[Exercise description]: All the data should be transcribed exactly, with every line kept.

[The data]:
★ ★ ★ ★ ★ ★ ★
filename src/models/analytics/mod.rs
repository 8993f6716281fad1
pub mod requests;
pub mod responses;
★ ★ ★ ★ ★ ★ ★
[Exercise result]:
filename src/models/analytics/mod.rs
repository 8993f6716281fad1
pub mod requests;
pub mod responses;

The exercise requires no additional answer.